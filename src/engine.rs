//! Engine assembly.

use std::collections::HashMap;
use std::sync::Arc;

use anyhow::{Context as _, Result};
use serde_json::Value;
use tokio_util::sync::CancellationToken;

use dgx_dom::DomBackend;
use dgx_scroll::{
    FrameScheduler, IntervalFrames, IntoViewScroller, KeyResolverFn, ScrollTelemetry,
    ScrollUntilRunner,
};
use dgx_selector::{
    MapWarning, ResolveOptions, ResolveResult, ResolverTelemetry, SelectorMap, SelectorResolver,
};
use dgx_telemetry::{HudQueue, HudSink, TelemetryLogger, TracingLogger};
use dgx_wait::{WaitTelemetry, Waiter};
use dgx_workflow::{
    run_workflow, Environment, HandlerRegistry, RecorderObserver, RunOptions, StepToolkit,
    TelemetryHub, TelemetryObserver, WorkflowDefinition, WorkflowRunOutcome,
};
use dgx_workflow::telemetry::HudObserver;

/// Builder for [`Engine`].
pub struct EngineBuilder {
    backend: Arc<dyn DomBackend>,
    map: SelectorMap,
    map_warnings: Vec<MapWarning>,
    logger: Arc<dyn TelemetryLogger>,
    hud: Option<Arc<dyn HudSink>>,
    frames: Arc<dyn FrameScheduler>,
    environment: Environment,
    observers: Vec<Arc<dyn TelemetryObserver>>,
}

impl EngineBuilder {
    pub fn new(backend: Arc<dyn DomBackend>) -> Self {
        Self {
            backend,
            map: SelectorMap::new(),
            map_warnings: Vec::new(),
            logger: Arc::new(TracingLogger),
            hud: None,
            frames: Arc::new(IntervalFrames::default()),
            environment: Environment::new(),
            observers: Vec::new(),
        }
    }

    pub fn selector_map(mut self, map: SelectorMap) -> Self {
        self.map = map;
        self
    }

    /// Load the selector map from its JSON export; warnings are kept for
    /// inspection on the built engine.
    pub fn selector_map_json(mut self, value: &Value) -> Self {
        let (map, warnings) = SelectorMap::from_json(value);
        self.map = map;
        self.map_warnings = warnings;
        self
    }

    pub fn logger(mut self, logger: Arc<dyn TelemetryLogger>) -> Self {
        self.logger = logger;
        self
    }

    pub fn hud(mut self, hud: Arc<dyn HudSink>) -> Self {
        self.hud = Some(hud);
        self
    }

    pub fn frame_scheduler(mut self, frames: Arc<dyn FrameScheduler>) -> Self {
        self.frames = frames;
        self
    }

    pub fn environment_map(mut self, map: HashMap<String, String>) -> Self {
        self.environment = Environment::with_explicit(map);
        self
    }

    pub fn observer(mut self, observer: Arc<dyn TelemetryObserver>) -> Self {
        self.observers.push(observer);
        self
    }

    pub fn build(self) -> Engine {
        let hud: Arc<dyn HudSink> = match self.hud {
            Some(hud) => hud,
            None => HudQueue::new(64),
        };
        let map = Arc::new(self.map);

        let resolver_telemetry =
            ResolverTelemetry::new(self.logger.clone()).with_hud(hud.clone());
        let resolver = Arc::new(SelectorResolver::new(
            self.backend.clone(),
            resolver_telemetry,
        ));

        // Scroll engines resolve logical keys through the same resolver.
        let key_resolver: KeyResolverFn = {
            let resolver = resolver.clone();
            let map = map.clone();
            Arc::new(move |key: &str| {
                resolver
                    .resolve(&map, key, &ResolveOptions::default())
                    .element
            })
        };

        let scroll_telemetry = Arc::new(ScrollTelemetry::new(self.logger.clone()));
        let into_view = Arc::new(IntoViewScroller::new(
            self.backend.clone(),
            self.frames,
            scroll_telemetry.clone(),
        ));
        let scroll_until = Arc::new(
            ScrollUntilRunner::new(self.backend.clone(), scroll_telemetry)
                .with_key_resolver(key_resolver),
        );

        let waiter = Arc::new(
            Waiter::new(
                resolver.clone(),
                map.clone(),
                Arc::new(WaitTelemetry::new(self.logger.clone())),
            )
            .with_scroller(into_view.clone()),
        );

        let toolkit = Arc::new(StepToolkit {
            backend: self.backend,
            resolver,
            map: map.clone(),
            waiter,
            into_view,
            scroll_until,
            environment: Arc::new(self.environment),
            logger: self.logger,
        });

        let telemetry = TelemetryHub::new();
        let recorder = RecorderObserver::new();
        telemetry.add_observer(recorder.clone());
        telemetry.add_observer(HudObserver::new(hud.clone()));
        for observer in self.observers {
            telemetry.add_observer(observer);
        }

        Engine {
            toolkit,
            map,
            map_warnings: self.map_warnings,
            handlers: Arc::new(HandlerRegistry::standard()),
            telemetry,
            recorder,
            hud,
        }
    }
}

/// The assembled DGX engine.
pub struct Engine {
    toolkit: Arc<StepToolkit>,
    map: Arc<SelectorMap>,
    map_warnings: Vec<MapWarning>,
    handlers: Arc<HandlerRegistry>,
    telemetry: Arc<TelemetryHub>,
    recorder: Arc<RecorderObserver>,
    hud: Arc<dyn HudSink>,
}

impl Engine {
    pub fn builder(backend: Arc<dyn DomBackend>) -> EngineBuilder {
        EngineBuilder::new(backend)
    }

    /// Warnings collected while loading the selector map.
    pub fn map_warnings(&self) -> &[MapWarning] {
        &self.map_warnings
    }

    pub fn recorder(&self) -> &Arc<RecorderObserver> {
        &self.recorder
    }

    pub fn hud(&self) -> &Arc<dyn HudSink> {
        &self.hud
    }

    pub fn toolkit(&self) -> &Arc<StepToolkit> {
        &self.toolkit
    }

    pub fn telemetry(&self) -> &Arc<TelemetryHub> {
        &self.telemetry
    }

    /// Validate a workflow definition without running it.
    pub fn validate(&self, definition: &WorkflowDefinition) -> Vec<dgx_workflow::ValidationIssue> {
        dgx_workflow::validate_definition(definition)
    }

    /// Resolve one logical key against the ambient document.
    pub fn resolve(&self, key: &str) -> ResolveResult {
        self.toolkit
            .resolver
            .resolve(&self.map, key, &ResolveOptions::default())
    }

    /// Default run options for this engine; customize and hand them to
    /// [`dgx_workflow::run_workflow`] for advanced control.
    pub fn run_options(&self) -> RunOptions {
        RunOptions::new(
            self.handlers.clone(),
            self.toolkit.clone(),
            self.telemetry.clone(),
        )
    }

    /// Run a workflow with default options.
    pub async fn run(&self, definition: &WorkflowDefinition) -> Result<WorkflowRunOutcome> {
        self.run_with(definition, self.run_options()).await
    }

    /// Run a workflow with caller-tuned options; a background flusher
    /// drains step telemetry while the run progresses.
    pub async fn run_with(
        &self,
        definition: &WorkflowDefinition,
        options: RunOptions,
    ) -> Result<WorkflowRunOutcome> {
        let flusher_stop = CancellationToken::new();
        let flusher = self.telemetry.spawn_flusher(flusher_stop.clone());
        let outcome = run_workflow(definition, options).await;
        flusher_stop.cancel();
        let _ = flusher.await;
        outcome.with_context(|| format!("workflow '{}' refused to start", definition.id))
    }
}
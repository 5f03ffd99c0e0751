//! Drives a simulated checkout page end to end.
//!
//! ```sh
//! cargo run --example checkout
//! ```

use std::sync::Arc;

use serde_json::json;

use dgx_engine::{init_tracing, ElementSpec, Engine, HudQueue, SimDom, WorkflowDefinition};

fn build_page() -> SimDom {
    let dom = SimDom::new();
    let root = dom.root();
    dom.set_url("https://shop.example/cart");

    dom.append(
        &root,
        ElementSpec::new("input").id("coupon").attr("name", "coupon"),
    );
    dom.append(
        &root,
        ElementSpec::new("button")
            .attr("role", "button")
            .attr("aria-label", "Apply coupon"),
    );
    let list = dom.append(
        &root,
        ElementSpec::new("ul")
            .id("cart-lines")
            .rect(0.0, 0.0, 600.0, 300.0)
            .scrollable(600.0, 900.0),
    );
    for (index, name) in ["Teapot", "Kettle", "Infuser"].iter().enumerate() {
        dom.append(
            &list,
            ElementSpec::new("li")
                .class("line")
                .text(*name)
                .rect(index as f64 * 300.0, 0.0, 600.0, 40.0),
        );
    }
    dom.append(
        &root,
        ElementSpec::new("span").id("total").text("Total: 89 EUR"),
    );
    dom
}

#[tokio::main]
async fn main() -> anyhow::Result<()> {
    init_tracing();

    let dom = build_page();
    let hud = HudQueue::new(64);
    let engine = Engine::builder(Arc::new(dom.clone()))
        .hud(hud.clone())
        .selector_map_json(&json!({
            "cart.coupon": {
                "tries": [
                    { "kind": "name", "name": "coupon" },
                    { "kind": "css", "selector": "#coupon" }
                ]
            },
            "cart.apply": {
                "tries": [ { "kind": "role", "role": "button", "name": "Apply coupon" } ]
            },
            "cart.lines": {
                "tries": [ { "kind": "css", "selector": "#cart-lines" } ]
            },
            "cart.total": {
                "tries": [ { "kind": "css", "selector": "#total" } ]
            }
        }))
        .build();

    let definition: WorkflowDefinition = serde_json::from_value(json!({
        "id": "apply-coupon",
        "defaults": { "timeoutMs": 4000 },
        "steps": [
            { "kind": "type", "key": "cart.coupon",
              "value": { "source": "literal", "value": "TEATIME" } },
            { "kind": "click", "key": "cart.apply" },
            { "kind": "collectList", "key": "cart.lines",
              "itemCss": ".line", "to": "lines", "shape": "text" },
            { "kind": "scrollUntil",
              "until": { "kind": "end" },
              "containerKey": "cart.lines", "delayMs": 0 },
            { "kind": "capture", "key": "cart.total",
              "from": { "kind": "regex", "pattern": "\\d+" }, "to": "total" },
            { "kind": "if",
              "condition": { "kind": "urlContains", "fragment": "/cart" },
              "then": [
                  { "kind": "log", "message": "cart total is ${ctx:total}" }
              ] }
        ]
    }))?;

    let outcome = engine.run(&definition).await?;
    println!("status: {:?}", outcome.status);
    println!("completed steps: {}", outcome.completed_steps);
    println!(
        "context: {}",
        serde_json::to_string_pretty(&outcome.context_snapshot)?
    );

    for notification in hud.drain() {
        println!("{}: {}", notification.title, notification.description);
    }
    Ok(())
}
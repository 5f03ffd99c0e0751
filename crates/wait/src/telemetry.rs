//! Wait telemetry.
//!
//! Wire-level stable names: `"[DGX] wait:" + kind` with kind one of
//! `start`, `attempt`, `heartbeat`, `success`, `failure`. Attempt events
//! are debug-only. All payloads are masked at this boundary.

use std::sync::Arc;

use serde_json::Value;

use dgx_telemetry::{guard_sink, sanitize_json, NullLogger, TelemetryLogger};

/// Wait lifecycle kinds.
#[derive(Debug, Clone, Copy, PartialEq, Eq)]
pub enum WaitEventKind {
    Start,
    Attempt,
    Heartbeat,
    Success,
    Failure,
}

impl WaitEventKind {
    pub fn as_str(&self) -> &'static str {
        match self {
            WaitEventKind::Start => "start",
            WaitEventKind::Attempt => "attempt",
            WaitEventKind::Heartbeat => "heartbeat",
            WaitEventKind::Success => "success",
            WaitEventKind::Failure => "failure",
        }
    }

    pub fn event_name(&self) -> String {
        format!("[DGX] wait:{}", self.as_str())
    }
}

/// One emitted wait event.
#[derive(Debug, Clone)]
pub struct WaitEvent {
    pub kind: WaitEventKind,
    pub name: String,
    pub data: Value,
}

type WaitEventCallback = Box<dyn Fn(&WaitEvent) + Send + Sync>;

/// Wait telemetry hub.
pub struct WaitTelemetry {
    logger: Arc<dyn TelemetryLogger>,
    on_event: Option<WaitEventCallback>,
    /// Attempt events are only forwarded when debug is requested.
    debug_attempts: bool,
}

impl Default for WaitTelemetry {
    fn default() -> Self {
        Self::new(Arc::new(NullLogger))
    }
}

impl WaitTelemetry {
    pub fn new(logger: Arc<dyn TelemetryLogger>) -> Self {
        Self {
            logger,
            on_event: None,
            debug_attempts: false,
        }
    }

    pub fn with_debug_attempts(mut self) -> Self {
        self.debug_attempts = true;
        self
    }

    pub fn on_event(mut self, callback: impl Fn(&WaitEvent) + Send + Sync + 'static) -> Self {
        self.on_event = Some(Box::new(callback));
        self
    }

    pub fn emit(&self, kind: WaitEventKind, data: Value) {
        if kind == WaitEventKind::Attempt && !self.debug_attempts {
            return;
        }
        let event = WaitEvent {
            kind,
            name: kind.event_name(),
            data: sanitize_json(&data),
        };
        match kind {
            WaitEventKind::Start | WaitEventKind::Attempt | WaitEventKind::Heartbeat => {
                self.logger.debug(&event.name, Some(&event.data))
            }
            WaitEventKind::Success => self.logger.info(&event.name, Some(&event.data)),
            WaitEventKind::Failure => self.logger.warn(&event.name, Some(&event.data)),
        }
        if let Some(callback) = &self.on_event {
            guard_sink("wait.on_event", || callback(&event));
        }
    }
}

#[cfg(test)]
mod tests {
    use super::*;
    use parking_lot::Mutex;
    use serde_json::json;

    #[test]
    fn wire_names_are_stable() {
        assert_eq!(WaitEventKind::Start.event_name(), "[DGX] wait:start");
        assert_eq!(WaitEventKind::Heartbeat.event_name(), "[DGX] wait:heartbeat");
    }

    #[test]
    fn attempts_only_emitted_in_debug() {
        let seen: Arc<Mutex<Vec<String>>> = Arc::new(Mutex::new(Vec::new()));
        let sink = seen.clone();
        let quiet = WaitTelemetry::default().on_event(move |ev| sink.lock().push(ev.name.clone()));
        quiet.emit(WaitEventKind::Attempt, json!({}));
        assert!(seen.lock().is_empty());

        let sink = seen.clone();
        let verbose = WaitTelemetry::default()
            .with_debug_attempts()
            .on_event(move |ev| sink.lock().push(ev.name.clone()));
        verbose.emit(WaitEventKind::Attempt, json!({}));
        assert_eq!(seen.lock().clone(), vec!["[DGX] wait:attempt"]);
    }

    #[test]
    fn payloads_are_masked() {
        let seen: Arc<Mutex<Vec<Value>>> = Arc::new(Mutex::new(Vec::new()));
        let sink = seen.clone();
        let telemetry =
            WaitTelemetry::default().on_event(move |ev| sink.lock().push(ev.data.clone()));
        telemetry.emit(
            WaitEventKind::Failure,
            json!({ "key": "login.submit", "sessionToken": "abc" }),
        );
        let captured = seen.lock();
        assert_eq!(captured[0]["sessionToken"], "********");
        assert_eq!(captured[0]["key"], "login.submit");
    }
}
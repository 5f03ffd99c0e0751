//! Cascading selector resolution with scope chaining.

use std::collections::HashSet;
use std::sync::Arc;

use tokio_util::sync::CancellationToken;

use dgx_dom::{DomBackend, NodeHandle};

use crate::map::SelectorMap;
use crate::strategies::execute_strategy;
use crate::telemetry::{
    merge_tags, AttemptSummary, ResolverAttemptEvent, ResolverMissEvent, ResolverSuccessEvent,
    ResolverTelemetry, ResolverWarning,
};
use crate::types::{ResolveAttempt, ResolveResult, ResolvedScope, SelectorEntry};

/// Per-call resolution options.
#[derive(Debug, Clone, Default)]
pub struct ResolveOptions {
    /// Caller-supplied query root for entries without their own scope.
    pub scope_root: Option<NodeHandle>,
    /// Cooperative cancellation; a cancelled resolve returns a miss.
    pub cancel: Option<CancellationToken>,
}

enum ScopeOutcome {
    Resolved { root: NodeHandle, unique: bool },
    Missed,
    Cycle,
}

struct InnerResult {
    result: ResolveResult,
    cycle: bool,
}

/// The selector resolution core.
///
/// Resolution is synchronous and never mutates the DOM. The runtime call
/// graph is tree-shaped even over cyclic maps: each resolution carries a
/// visited-key set, copied on scope recursion so sibling entries may
/// share scopes while cycles are still detected.
pub struct SelectorResolver {
    backend: Arc<dyn DomBackend>,
    telemetry: ResolverTelemetry,
}

impl SelectorResolver {
    pub fn new(backend: Arc<dyn DomBackend>, telemetry: ResolverTelemetry) -> Self {
        Self { backend, telemetry }
    }

    pub fn backend(&self) -> &Arc<dyn DomBackend> {
        &self.backend
    }

    pub fn telemetry(&self) -> &ResolverTelemetry {
        &self.telemetry
    }

    /// Resolve a logical key to a live element.
    pub fn resolve(&self, map: &SelectorMap, key: &str, options: &ResolveOptions) -> ResolveResult {
        let mut visited = HashSet::new();
        self.resolve_inner(map, key, options, &mut visited).result
    }

    fn resolve_inner(
        &self,
        map: &SelectorMap,
        key: &str,
        options: &ResolveOptions,
        visited: &mut HashSet<String>,
    ) -> InnerResult {
        if options
            .cancel
            .as_ref()
            .map(|token| token.is_cancelled())
            .unwrap_or(false)
        {
            return InnerResult {
                result: ResolveResult::miss(key),
                cycle: false,
            };
        }

        if visited.contains(key) {
            self.telemetry.warning(&ResolverWarning {
                key: key.to_string(),
                code: "recursion",
                message: format!("recursion detected while resolving '{key}': scope chain forms a cycle"),
            });
            return InnerResult {
                result: ResolveResult::miss(key),
                cycle: true,
            };
        }
        visited.insert(key.to_string());

        let Some(entry) = map.get(key) else {
            self.telemetry.warning(&ResolverWarning {
                key: key.to_string(),
                code: "missing-key",
                message: format!("no selector entry for key '{key}'"),
            });
            return InnerResult {
                result: ResolveResult::miss(key),
                cycle: false,
            };
        };

        let (scope, scope_unique) = match self.resolve_scope(map, entry, options, visited) {
            ScopeOutcome::Cycle => {
                // A cyclic scope chain poisons the dependent key: no
                // strategies run.
                let mut result = ResolveResult::miss(key);
                result.entry = Some(entry.clone());
                return InnerResult {
                    result,
                    cycle: true,
                };
            }
            ScopeOutcome::Resolved { root, unique } => (
                Some(ResolvedScope {
                    key: entry.scope_key.clone(),
                    root,
                }),
                Some(unique),
            ),
            ScopeOutcome::Missed => (
                options.scope_root.map(|root| ResolvedScope { key: None, root }),
                None,
            ),
        };

        let root = scope.as_ref().map(|s| s.root);
        let attempt_count = entry.tries.len();
        let mut attempts = Vec::with_capacity(attempt_count);
        let mut resolved = None;

        for (index, selector_try) in entry.tries.iter().enumerate() {
            let elements = execute_strategy(self.backend.as_ref(), &selector_try.strategy, root.as_ref());
            let success = !elements.is_empty();
            let attempt = ResolveAttempt {
                index: index + 1,
                strategy: selector_try.clone(),
                success,
                elements,
            };
            self.telemetry.attempt(&ResolverAttemptEvent {
                key: key.to_string(),
                scope_key: entry.scope_key.clone(),
                attempt_index: attempt.index,
                attempt_count,
                strategy_kind: selector_try.strategy.kind().to_string(),
                success,
                element_count: attempt.element_count(),
                stability_score: selector_try
                    .metadata
                    .stability_score
                    .or(entry.metadata.stability_score),
                scope_unique,
                tags: merge_tags(&selector_try.metadata.tags, &entry.metadata.tags),
            });
            let hit = success.then(|| (attempt.elements[0], selector_try.clone()));
            attempts.push(attempt);
            if let Some((element, winning_try)) = hit {
                resolved = Some((element, winning_try, index + 1));
                break;
            }
        }

        let result = match resolved {
            Some((element, winning_try, attempt_index)) => {
                self.telemetry.success(&ResolverSuccessEvent {
                    key: key.to_string(),
                    scope_key: entry.scope_key.clone(),
                    strategy_kind: winning_try.strategy.kind().to_string(),
                    attempt_index,
                    attempt_count,
                    element_count: attempts
                        .last()
                        .map(ResolveAttempt::element_count)
                        .unwrap_or(0),
                    stability_score: winning_try
                        .metadata
                        .stability_score
                        .or(entry.metadata.stability_score),
                    scope_unique,
                    tags: merge_tags(&winning_try.metadata.tags, &entry.metadata.tags),
                });
                ResolveResult {
                    key: key.to_string(),
                    element: Some(element),
                    attempts,
                    resolved_by: Some(winning_try),
                    scope,
                    entry: Some(entry.clone()),
                }
            }
            None => {
                self.telemetry.miss(&ResolverMissEvent {
                    key: key.to_string(),
                    scope_key: entry.scope_key.clone(),
                    attempt_count,
                    attempts: attempts
                        .iter()
                        .map(|a| AttemptSummary {
                            kind: a.strategy.strategy.kind().to_string(),
                            success: a.success,
                            element_count: a.element_count(),
                        })
                        .collect(),
                    tags: merge_tags(&[], &entry.metadata.tags),
                });
                ResolveResult {
                    key: key.to_string(),
                    element: None,
                    attempts,
                    resolved_by: None,
                    scope,
                    entry: Some(entry.clone()),
                }
            }
        };

        InnerResult {
            result,
            cycle: false,
        }
    }

    fn resolve_scope(
        &self,
        map: &SelectorMap,
        entry: &SelectorEntry,
        options: &ResolveOptions,
        visited: &HashSet<String>,
    ) -> ScopeOutcome {
        let Some(scope_key) = &entry.scope_key else {
            return ScopeOutcome::Missed;
        };

        // Siblings may share a scope: recurse over a copy of the visited
        // set so only true cycles trip the breaker.
        let mut scope_visited = visited.clone();
        let inner = self.resolve_inner(map, scope_key, options, &mut scope_visited);
        if inner.cycle {
            return ScopeOutcome::Cycle;
        }
        match inner.result.element {
            Some(root) => {
                let unique = inner
                    .result
                    .attempts
                    .iter()
                    .find(|a| a.success)
                    .map(|a| a.element_count() == 1)
                    .unwrap_or(false);
                ScopeOutcome::Resolved { root, unique }
            }
            None => {
                self.telemetry.warning(&ResolverWarning {
                    key: scope_key.clone(),
                    code: "scope-miss",
                    message: format!(
                        "scope key '{scope_key}' did not resolve; falling back to ambient root"
                    ),
                });
                ScopeOutcome::Missed
            }
        }
    }
}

- - -

Task brief
Your task is to find each line in the entries that contains the string "RecorderObserver" and copy it.

Output for this task
    run_workflow, Environment, HandlerRegistry, RecorderObserver, RunOptions, StepToolkit,
        let recorder = RecorderObserver::new();
    recorder: Arc<RecorderObserver>,
    pub fn recorder(&self) -> &Arc<RecorderObserver> {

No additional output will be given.